Refactor code into every_eval_ever namespace and add modal CLI by Erotemic · Pull Request #57 · evaleval/every_eval_ever

Erotemic · 2026-03-02T22:22:00Z

Here's an initial pass at a refactor to make this module easier to deploy to pypi and use as a standalone tool.

All library code and json schemas are now under the every_eval_ever namespace.
I did keep symlinks to the json schemas as I know external links reference them. They can be removed in the future.
Added an CLI entrypoint in pyproject.toml so that every_eval_ever becomes a command line tool.
Added modal CLIs using basic argparse for conversions and schema validation.
Made specific backend dependencies optional (the converter CLI will give you a helpful message if you don't have them installed and try to use them)
The validate and duplicate checks are moved out of utils and into the main library, but the oneoff scripts I kept in utils. It probably would be best to rename that to "scripts", "dev", or "maintain" because right now it looks like its something that should belong in the library even though it is just repo maintenance.
Removed a lot of unnecessary boilerplate from tests now that the library can just be imported by name.

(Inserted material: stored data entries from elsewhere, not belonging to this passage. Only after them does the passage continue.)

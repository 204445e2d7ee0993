//! Integration test common infrastructure.
//!
//! Provides utilities for spawning test servers, creating test clients,
//! and asserting on relayed line flows.

pub mod client;
pub mod server;

#[allow(unused_imports)]
pub use client::TestClient;
#[allow(unused_imports)]
pub use server::TestServer;
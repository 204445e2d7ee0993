//! Banned-word content filter.
//!
//! A pure collaborator of the routing core: `is_clean` and `filter` are the
//! whole interface, and routing never inspects the word set. User-authored
//! bodies are always run through `filter`; server-originated announcements
//! never are.

use std::collections::HashSet;
use std::path::Path;
use tracing::{info, warn};

/// Built-in fallback used when no wordlist file can be read.
const DEFAULT_WORDS: [&str; 5] = ["badword", "swear", "offensive", "inappropriate", "curse"];

/// Token-exact banned-word filter.
///
/// Matching is per whitespace-separated token, case-insensitive. A banned
/// word embedded inside a larger token is left alone.
#[derive(Debug, Clone)]
pub struct WordFilter {
    banned: HashSet<String>,
}

impl WordFilter {
    /// Build a filter from an optional wordlist path plus inline extras.
    ///
    /// The wordlist holds one word per line; blank lines and `#` comments
    /// are skipped. A missing or unreadable file falls back to the built-in
    /// list with a warning.
    pub fn load(path: Option<&Path>, extra: &[String]) -> Self {
        let mut banned: HashSet<String> = match path {
            Some(p) => match std::fs::read_to_string(p) {
                Ok(content) => {
                    let words: HashSet<String> = content
                        .lines()
                        .map(|l| l.trim().to_lowercase())
                        .filter(|l| !l.is_empty() && !l.starts_with('#'))
                        .collect();
                    info!(path = %p.display(), count = words.len(), "Loaded wordlist");
                    words
                }
                Err(e) => {
                    warn!(path = %p.display(), error = %e, "Wordlist unreadable, using built-in list");
                    DEFAULT_WORDS.iter().map(|w| (*w).to_string()).collect()
                }
            },
            None => DEFAULT_WORDS.iter().map(|w| (*w).to_string()).collect(),
        };

        for word in extra {
            banned.insert(word.to_lowercase());
        }

        Self { banned }
    }

    /// True when no token of `text` is a banned word.
    pub fn is_clean(&self, text: &str) -> bool {
        text.split_whitespace().all(|w| !self.banned.contains(&w.to_lowercase()))
    }

    /// Replace each banned token with asterisks of the same length.
    ///
    /// Runs of whitespace collapse to single spaces.
    pub fn filter(&self, text: &str) -> String {
        text.split_whitespace()
            .map(|w| {
                if self.banned.contains(&w.to_lowercase()) {
                    "*".repeat(w.chars().count())
                } else {
                    w.to_string()
                }
            })
            .collect::<Vec<_>>()
            .join(" ")
    }
}
//! Registered-session directory.
//!
//! The authoritative unique-username table. Keys are lowercased; the display
//! casing from registration is preserved for output. One lock covers the
//! whole table, so the uniqueness check and the insert are a single critical
//! section and a rename swaps both names without any window where the old
//! name is claimable or both names are held.

use crate::error::RegistryError;
use crate::filter::WordFilter;
use crate::state::session::{SessionHandle, SessionId};
use parking_lot::RwLock;
use std::collections::HashMap;
use std::sync::Arc;

struct Entry {
    /// Display name as given at registration.
    username: String,
    handle: Arc<SessionHandle>,
}

#[derive(Default)]
struct Inner {
    /// Lowercased username -> registered session.
    by_name: HashMap<String, Entry>,
    /// Session id -> lowercased username, for unregister and rename.
    by_id: HashMap<SessionId, String>,
}

/// Unique-username directory of registered sessions.
#[derive(Default)]
pub struct Registry {
    inner: RwLock<Inner>,
}

impl Registry {
    pub fn new() -> Self {
        Self::default()
    }

    /// Bind `requested` to the session and mark it registered.
    ///
    /// Returns the stored display name. Rejects empty names, names the
    /// content filter flags, and names already held (case-insensitive).
    pub fn register(
        &self,
        handle: Arc<SessionHandle>,
        requested: &str,
        filter: &WordFilter,
    ) -> Result<String, RegistryError> {
        let requested = requested.trim();
        if requested.is_empty() {
            return Err(RegistryError::EmptyName);
        }
        if !filter.is_clean(requested) {
            return Err(RegistryError::NameRejected(requested.to_string()));
        }
        let key = requested.to_lowercase();

        let mut inner = self.inner.write();
        if inner.by_name.contains_key(&key) {
            return Err(RegistryError::NameTaken(requested.to_string()));
        }
        inner.by_id.insert(handle.id, key.clone());
        inner.by_name.insert(key, Entry { username: requested.to_string(), handle });
        Ok(requested.to_string())
    }

    /// Atomically release the session's current name and claim `requested`.
    ///
    /// Returns `(old, new)` display names. The swap happens under one write
    /// lock: no third party can claim the old name mid-operation, and the
    /// session never holds both names observably.
    pub fn rename(
        &self,
        id: SessionId,
        requested: &str,
        filter: &WordFilter,
    ) -> Result<(String, String), RegistryError> {
        let requested = requested.trim();
        if requested.is_empty() {
            return Err(RegistryError::EmptyName);
        }
        if !filter.is_clean(requested) {
            return Err(RegistryError::NameRejected(requested.to_string()));
        }
        let new_key = requested.to_lowercase();

        let mut inner = self.inner.write();
        let Some(old_key) = inner.by_id.get(&id).cloned() else {
            // Not registered; nothing to rename.
            return Err(RegistryError::NoSuchUser(requested.to_string()));
        };
        if old_key != new_key && inner.by_name.contains_key(&new_key) {
            return Err(RegistryError::NameTaken(requested.to_string()));
        }
        let Some(entry) = inner.by_name.remove(&old_key) else {
            return Err(RegistryError::NoSuchUser(requested.to_string()));
        };
        let old_name = entry.username;
        inner.by_name.insert(
            new_key.clone(),
            Entry { username: requested.to_string(), handle: entry.handle },
        );
        inner.by_id.insert(id, new_key);
        Ok((old_name, requested.to_string()))
    }

    /// Remove the session from the registry if present.
    ///
    /// Idempotent: unregistering an unknown session is a no-op. Returns the
    /// display name when the session was registered.
    pub fn unregister(&self, id: SessionId) -> Option<String> {
        let mut inner = self.inner.write();
        let key = inner.by_id.remove(&id)?;
        inner.by_name.remove(&key).map(|e| e.username)
    }

    /// Case-insensitive exact-match lookup.
    pub fn find_by_username(&self, name: &str) -> Option<Arc<SessionHandle>> {
        let inner = self.inner.read();
        inner.by_name.get(&name.trim().to_lowercase()).map(|e| Arc::clone(&e.handle))
    }

    /// Deliver `line` to every registered session except `exclude`.
    ///
    /// Recipients are collected under the read lock and delivered after it
    /// is released; a dead sink only ever affects that recipient.
    pub fn broadcast(&self, line: &str, exclude: Option<SessionId>) {
        let recipients: Vec<Arc<SessionHandle>> = {
            let inner = self.inner.read();
            inner
                .by_name
                .values()
                .filter(|e| Some(e.handle.id) != exclude)
                .map(|e| Arc::clone(&e.handle))
                .collect()
        };
        for handle in recipients {
            handle.deliver(line);
        }
    }

    /// Registered display names, sorted case-insensitively.
    pub fn list_usernames(&self) -> Vec<String> {
        let mut names: Vec<String> =
            self.inner.read().by_name.values().map(|e| e.username.clone()).collect();
        names.sort_by_key(|n| n.to_lowercase());
        names
    }

    /// Number of registered sessions.
    pub fn count(&self) -> usize {
        self.inner.read().by_name.len()
    }
}

#[cfg(test)]
mod tests {
    use super::*;
    use crate::state::session::{SessionIdGenerator, drain, test_handle};

    fn filter() -> WordFilter {
        WordFilter::load(None, &[])
    }

    #[test]
    fn register_then_find_is_case_insensitive() {
        let registry = Registry::new();
        let ids = SessionIdGenerator::new();
        let (alice, _rx) = test_handle(&ids);

        assert_eq!(registry.register(alice.clone(), "Alice", &filter()).unwrap(), "Alice");
        let found = registry.find_by_username("aLiCe").expect("lookup");
        assert_eq!(found.id, alice.id);
        assert_eq!(registry.count(), 1);
    }

    #[test]
    fn duplicate_name_any_casing_is_conflict() {
        let registry = Registry::new();
        let ids = SessionIdGenerator::new();
        let (alice, _a) = test_handle(&ids);
        let (impostor, _b) = test_handle(&ids);

        registry.register(alice, "Alice", &filter()).unwrap();
        let err = registry.register(impostor, "ALICE", &filter()).unwrap_err();
        assert_eq!(err, RegistryError::NameTaken("ALICE".into()));
        assert_eq!(registry.count(), 1);
    }

    #[test]
    fn empty_and_dirty_names_are_rejected() {
        let registry = Registry::new();
        let ids = SessionIdGenerator::new();
        let (s, _rx) = test_handle(&ids);

        assert_eq!(registry.register(s.clone(), "   ", &filter()).unwrap_err(), RegistryError::EmptyName);
        assert_eq!(
            registry.register(s, "badword", &filter()).unwrap_err(),
            RegistryError::NameRejected("badword".into())
        );
        assert_eq!(registry.count(), 0);
    }

    #[test]
    fn concurrent_claims_on_one_name_yield_exactly_one_winner() {
        let registry = Arc::new(Registry::new());
        let ids = SessionIdGenerator::new();
        let f = filter();

        let mut handles = Vec::new();
        let mut rxs = Vec::new();
        for _ in 0..8 {
            let (session, rx) = test_handle(&ids);
            // Keep the receivers alive so sink state cannot skew the result.
            rxs.push(rx);
            let registry = Arc::clone(&registry);
            let f = f.clone();
            handles.push(std::thread::spawn(move || {
                registry.register(session, "Highlander", &f).is_ok()
            }));
        }

        let wins = handles
            .into_iter()
            .map(|h| h.join().unwrap())
            .filter(|won| *won)
            .count();
        assert_eq!(wins, 1);
        assert_eq!(registry.count(), 1);
        drop(rxs);
    }

    #[test]
    fn unregister_is_idempotent() {
        let registry = Registry::new();
        let ids = SessionIdGenerator::new();
        let (alice, _rx) = test_handle(&ids);
        let id = alice.id;

        registry.register(alice, "Alice", &filter()).unwrap();
        assert_eq!(registry.unregister(id), Some("Alice".into()));
        assert_eq!(registry.unregister(id), None);
        assert!(registry.find_by_username("alice").is_none());
    }

    #[test]
    fn rename_frees_old_and_claims_new_atomically() {
        let registry = Registry::new();
        let ids = SessionIdGenerator::new();
        let (alice, _a) = test_handle(&ids);
        let (late, _b) = test_handle(&ids);
        let id = alice.id;

        registry.register(alice, "Alice", &filter()).unwrap();
        let (old, new) = registry.rename(id, "Alicia", &filter()).unwrap();
        assert_eq!((old.as_str(), new.as_str()), ("Alice", "Alicia"));

        // Old name is free again, new name is held.
        assert!(registry.find_by_username("alice").is_none());
        assert_eq!(registry.find_by_username("alicia").unwrap().id, id);
        registry.register(late, "Alice", &filter()).unwrap();
        assert_eq!(registry.count(), 2);
    }

    #[test]
    fn rename_to_taken_name_is_conflict_and_keeps_old_binding() {
        let registry = Registry::new();
        let ids = SessionIdGenerator::new();
        let (alice, _a) = test_handle(&ids);
        let (bob, _b) = test_handle(&ids);

        registry.register(alice.clone(), "Alice", &filter()).unwrap();
        registry.register(bob, "Bob", &filter()).unwrap();

        let err = registry.rename(alice.id, "bob", &filter()).unwrap_err();
        assert_eq!(err, RegistryError::NameTaken("bob".into()));
        assert_eq!(registry.find_by_username("alice").unwrap().id, alice.id);
    }

    #[test]
    fn rename_can_change_casing_of_own_name() {
        let registry = Registry::new();
        let ids = SessionIdGenerator::new();
        let (alice, _rx) = test_handle(&ids);
        let id = alice.id;

        registry.register(alice, "alice", &filter()).unwrap();
        let (old, new) = registry.rename(id, "Alice", &filter()).unwrap();
        assert_eq!((old.as_str(), new.as_str()), ("alice", "Alice"));
        assert_eq!(registry.list_usernames(), vec!["Alice".to_string()]);
    }

    #[test]
    fn broadcast_reaches_everyone_except_excluded() {
        let registry = Registry::new();
        let ids = SessionIdGenerator::new();
        let (alice, mut a_rx) = test_handle(&ids);
        let (bob, mut b_rx) = test_handle(&ids);
        let (carol, mut c_rx) = test_handle(&ids);

        registry.register(alice.clone(), "Alice", &filter()).unwrap();
        registry.register(bob, "Bob", &filter()).unwrap();
        registry.register(carol, "Carol", &filter()).unwrap();

        registry.broadcast("GLOBAL | Alice: hi", Some(alice.id));

        assert!(drain(&mut a_rx).is_empty(), "sender is excluded");
        assert_eq!(drain(&mut b_rx), vec!["GLOBAL | Alice: hi".to_string()]);
        assert_eq!(drain(&mut c_rx), vec!["GLOBAL | Alice: hi".to_string()]);
    }

    #[test]
    fn broadcast_skips_unregistered_sessions() {
        let registry = Registry::new();
        let ids = SessionIdGenerator::new();
        let (alice, _a) = test_handle(&ids);
        let (lurker, mut l_rx) = test_handle(&ids);

        registry.register(alice.clone(), "Alice", &filter()).unwrap();
        registry.broadcast("hello", None);

        assert!(drain(&mut l_rx).is_empty());
        let _ = lurker;
    }

    #[test]
    fn usernames_list_in_case_insensitive_order() {
        let registry = Registry::new();
        let ids = SessionIdGenerator::new();
        for name in ["mallory", "Bob", "alice"] {
            let (s, _rx) = test_handle(&ids);
            registry.register(s, name, &filter()).unwrap();
        }
        assert_eq!(registry.list_usernames(), vec!["alice", "Bob", "mallory"]);
    }
}
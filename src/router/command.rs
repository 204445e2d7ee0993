//! Input line classification.
//!
//! Lines starting with `/` are commands: a case-insensitive verb followed by
//! whitespace-separated arguments, with the trailing argument of `/send`
//! keeping its embedded whitespace. An unknown `/` verb is an error, never
//! chat. Everything else is chat text, verbatim.

use crate::error::CommandError;

/// A classified input line. Borrows from the line it was parsed from.
#[derive(Debug, Clone, PartialEq, Eq)]
pub enum Command<'a> {
    /// `/register <name>`, or a rename when already registered.
    Register { name: &'a str },
    /// `/unregister`
    Unregister,
    /// `/create <group>`
    GroupCreate { name: &'a str },
    /// `/join <group>`
    GroupJoin { name: &'a str },
    /// `/leave <group>`
    GroupLeave { name: &'a str },
    /// `/remove <group>`
    GroupRemove { name: &'a str },
    /// `/list`
    GroupList,
    /// `/topic create <name>`
    TopicCreate { name: &'a str },
    /// `/topic subscribe <name>`
    TopicSubscribe { name: &'a str },
    /// `/topic unsubscribe <name>`
    TopicUnsubscribe { name: &'a str },
    /// `/topic list`
    TopicList,
    /// `/send user <target> <message>`
    SendUser { target: &'a str, body: &'a str },
    /// `/send group <target> <message>`
    SendGroup { target: &'a str, body: &'a str },
    /// `/send <target> <message>`: group match first, then user.
    SendAuto { target: &'a str, body: &'a str },
    /// `/users`
    Users,
    /// `/exit`
    Exit,
    /// Any non-`/` line.
    Chat { body: &'a str },
}

const USAGE_REGISTER: &str = "/register <name>";
const USAGE_GROUP: &str = "/create|/join|/leave|/remove <group>";
const USAGE_TOPIC: &str = "/topic <create|subscribe|unsubscribe|list> [name]";
const USAGE_SEND: &str = "/send [user|group] <target> <message>";

/// Split off the first whitespace-delimited word, returning it and the
/// remainder with leading whitespace trimmed.
fn split_word(input: &str) -> (&str, &str) {
    let input = input.trim_start();
    match input.find(char::is_whitespace) {
        Some(pos) => (&input[..pos], input[pos..].trim_start()),
        None => (input, ""),
    }
}

/// Expect exactly one word of `args`; anything more or less is a usage error.
fn single_word<'a>(args: &'a str, usage: &'static str) -> Result<&'a str, CommandError> {
    let (word, rest) = split_word(args);
    if word.is_empty() || !rest.is_empty() {
        return Err(CommandError::Usage(usage));
    }
    Ok(word)
}

/// Classify one input line.
pub fn parse_line(line: &str) -> Result<Command<'_>, CommandError> {
    let line = line.trim();
    let Some(rest) = line.strip_prefix('/') else {
        return Ok(Command::Chat { body: line });
    };

    let (verb, args) = split_word(rest);
    match verb.to_lowercase().as_str() {
        "register" => Ok(Command::Register { name: single_word(args, USAGE_REGISTER)? }),
        "unregister" => Ok(Command::Unregister),
        "create" => Ok(Command::GroupCreate { name: single_word(args, USAGE_GROUP)? }),
        "join" => Ok(Command::GroupJoin { name: single_word(args, USAGE_GROUP)? }),
        "leave" => Ok(Command::GroupLeave { name: single_word(args, USAGE_GROUP)? }),
        "remove" => Ok(Command::GroupRemove { name: single_word(args, USAGE_GROUP)? }),
        "list" => Ok(Command::GroupList),
        "topic" => parse_topic(args),
        "send" => parse_send(args),
        "users" => Ok(Command::Users),
        "exit" => Ok(Command::Exit),
        "" => Err(CommandError::Unknown(String::new())),
        other => Err(CommandError::Unknown(other.to_string())),
    }
}

fn parse_topic(args: &str) -> Result<Command<'_>, CommandError> {
    let (sub, rest) = split_word(args);
    match sub.to_lowercase().as_str() {
        "create" => Ok(Command::TopicCreate { name: single_word(rest, USAGE_TOPIC)? }),
        "subscribe" => Ok(Command::TopicSubscribe { name: single_word(rest, USAGE_TOPIC)? }),
        "unsubscribe" => Ok(Command::TopicUnsubscribe { name: single_word(rest, USAGE_TOPIC)? }),
        "list" => Ok(Command::TopicList),
        _ => Err(CommandError::Usage(USAGE_TOPIC)),
    }
}

fn parse_send(args: &str) -> Result<Command<'_>, CommandError> {
    let (first, rest) = split_word(args);
    if first.is_empty() {
        return Err(CommandError::Usage(USAGE_SEND));
    }
    if first.eq_ignore_ascii_case("user") || first.eq_ignore_ascii_case("group") {
        let (target, body) = split_word(rest);
        if target.is_empty() || body.is_empty() {
            return Err(CommandError::Usage(USAGE_SEND));
        }
        if first.eq_ignore_ascii_case("user") {
            Ok(Command::SendUser { target, body })
        } else {
            Ok(Command::SendGroup { target, body })
        }
    } else {
        // Legacy form: /send <target> <message>
        if rest.is_empty() {
            return Err(CommandError::Usage(USAGE_SEND));
        }
        Ok(Command::SendAuto { target: first, body: rest })
    }
}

I didn't do github actions stuff, but you can at least uv pip install -e . the repo now and get a nice CLI.

On slack there was mention of github actions existing, but I didn't see a .github directory and lack of CI tests for the PR makes me nervous. Are there CI tests somewhere? I do see that actions are running in the actions tab, but I've never set them up without a .github folder.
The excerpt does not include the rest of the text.